Traditionally monitored echocardiographic indices for paediatric obesity include ventricular function by ejection fraction, left ventricular mass, and left ventricular volume. There is increasing evidence in typically developing adolescents that more sensitive echocardiographic modalities, such as strain analysis, are necessary for detecting obesity-related changes in ventricular function early in life. Reference Wong, O’Moore-Sullivan, Leano, Hukins, Jenkins and Marwick19–Reference Greenberg, Firstenberg and Castro22 Impairment of cardiac function in typically developing adolescents has been reported to correlate with body mass index and duration of obesity. Reference Pascual, Pascual, Soria, Vicente, Hernández, Tébar and Valdés8,Reference Scaglione, Dichiara and Indovina23,Reference Zarich, Kowalchuk, McGuire, Benotti, Mascioli and Nesto24 Early detection of cardiovascular abnormalities is important because lifestyle interventions to treat obesity are most effective when implemented early in life. Reference Lloyd-Jones, Leip and Larson9 The primary aim of this study was to investigate the effect of obesity on both traditional and novel cardiac measures in adolescents with Down syndrome or autism. The secondary aim was to assess the effect of having a Down syndrome or autism diagnosis on these measures.
Methods
Study design
Adolescents (ages 13–21 years) with intellectual and developmental disabilities and mild to moderate intellectual and developmental disabilities (IQ 35-75) enrolled in a randomised weight loss trial Reference Ptomey, Washburn and Goetz10 (R01HD079642; NCT0256175) were consented for co-enrolment into this ancillary study. Participants in the parent trial who co-enrolled in this ancillary cardiac testing study (64 co-enrolled/110 parent trial) were excluded if they had underlying CHD (n = 0) or an intellectual and developmental disabilities diagnosis other than Down syndrome or autism (n = 3) leaving 28 included participants with Down syndrome and 33 with autism.

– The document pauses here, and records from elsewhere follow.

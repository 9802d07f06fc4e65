use std::fmt;
use std::time::Duration;

use tracing::warn;

use super::error::ApiError;
use crate::utils::Throttle;

/// The label a notice is shown under.
#[derive(Debug, Clone, Copy, PartialEq, Eq, Hash)]
pub enum NoticeCategory {
    Forbidden,
    NotFound,
    BadRequest,
    ServerError,
    Timeout,
    Offline,
    Business,
}

impl NoticeCategory {
    pub fn label(&self) -> &'static str {
        match self {
            Self::Forbidden => "forbidden",
            Self::NotFound => "not-found",
            Self::BadRequest => "bad-request",
            Self::ServerError => "server-error",
            Self::Timeout => "timeout",
            Self::Offline => "offline",
            Self::Business => "business",
        }
    }
}

impl fmt::Display for NoticeCategory {
    fn fmt(&self, f: &mut fmt::Formatter<'_>) -> fmt::Result {
        f.write_str(self.label())
    }
}

/// A transient, non-blocking message for the user.
#[derive(Debug, Clone, PartialEq, Eq)]
pub struct Notice {
    pub category: NoticeCategory,
    pub message: String,
}

impl Notice {
    /// Builds the notice for a failed request. Errors carrying a message the
    /// user can act on keep it; transport-level failures get a fixed text.
    pub fn from_error(error: &ApiError) -> Option<Notice> {
        let category = error.notice_category()?;
        let message = match (category, error) {
            (NoticeCategory::Forbidden, _) => "You do not have permission to do that.".to_string(),
            (NoticeCategory::NotFound, _) => "The requested resource does not exist.".to_string(),
            (NoticeCategory::ServerError, _) => {
                "Something went wrong on the server, please try again later.".to_string()
            }
            (NoticeCategory::Timeout, _) => "The request timed out, please try again.".to_string(),
            (NoticeCategory::Offline, _) => {
                "Cannot reach the server, check your network connection.".to_string()
            }
            (_, ApiError::Rejected { message, .. }) | (_, ApiError::Business { message, .. }) => {
                message.clone()
            }
            (_, other) => other.to_string(),
        };
        Some(Notice { category, message })
    }
}

/// Presents notices to the user. Implementations must not block.
pub trait Notifier: Send + Sync {
    fn notify(&self, notice: &Notice);
}

/// Emits notices as `warn!` events. Identical notices arriving in a burst
/// (ten requests failing because the network dropped) are shown once.
pub struct TracingNotifier {
    throttle: Throttle,
}

impl TracingNotifier {
    pub fn new(window: Duration) -> Self {
        Self {
            throttle: Throttle::new(window),
        }
    }
}

impl Notifier for TracingNotifier {
    fn notify(&self, notice: &Notice) {
        let key = format!("{}:{}", notice.category, notice.message);
        if let Some(suppressed_count) = self.throttle.should_emit(&key) {
            warn!(
                event_name = "client.notice",
                category = notice.category.label(),
                suppressed_count,
                "{}",
                notice.message
            );
        }
    }
}
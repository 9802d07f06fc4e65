pub mod envelope;
pub mod token;
pub mod user;

pub use envelope::{normalize, ApiResult, Envelope};
pub use token::{Credentials, TokenGrant};
pub use user::UserProfile;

Cardiac size and function of ancillary study participants were evaluated using echocardiography at a single timepoint prior to beginning the weight loss parent trial intervention. Data collected outside of the echocardiogram included age, sex, intellectual and developmental disabilities diagnosis, blood pressure, and anthropometrics (body mass index). The data from a separate group of 15 age- and sex-matched, typically developing, non-obese adolescents with no cardiac history who were part of previously published strain echocardiography studies were included to provide a non-intellectual and developmental disabilities control group. Reference Aly, Ramlogan and France11,Reference Ramlogan, Aly and France12 Ancillary study inclusion criteria and study protocol were the same for the control and intellectual and developmental disabilities groups. The study was approved by the Institutional Review Board of Children’s Mercy Kansas City and University of Kansas Medical Center.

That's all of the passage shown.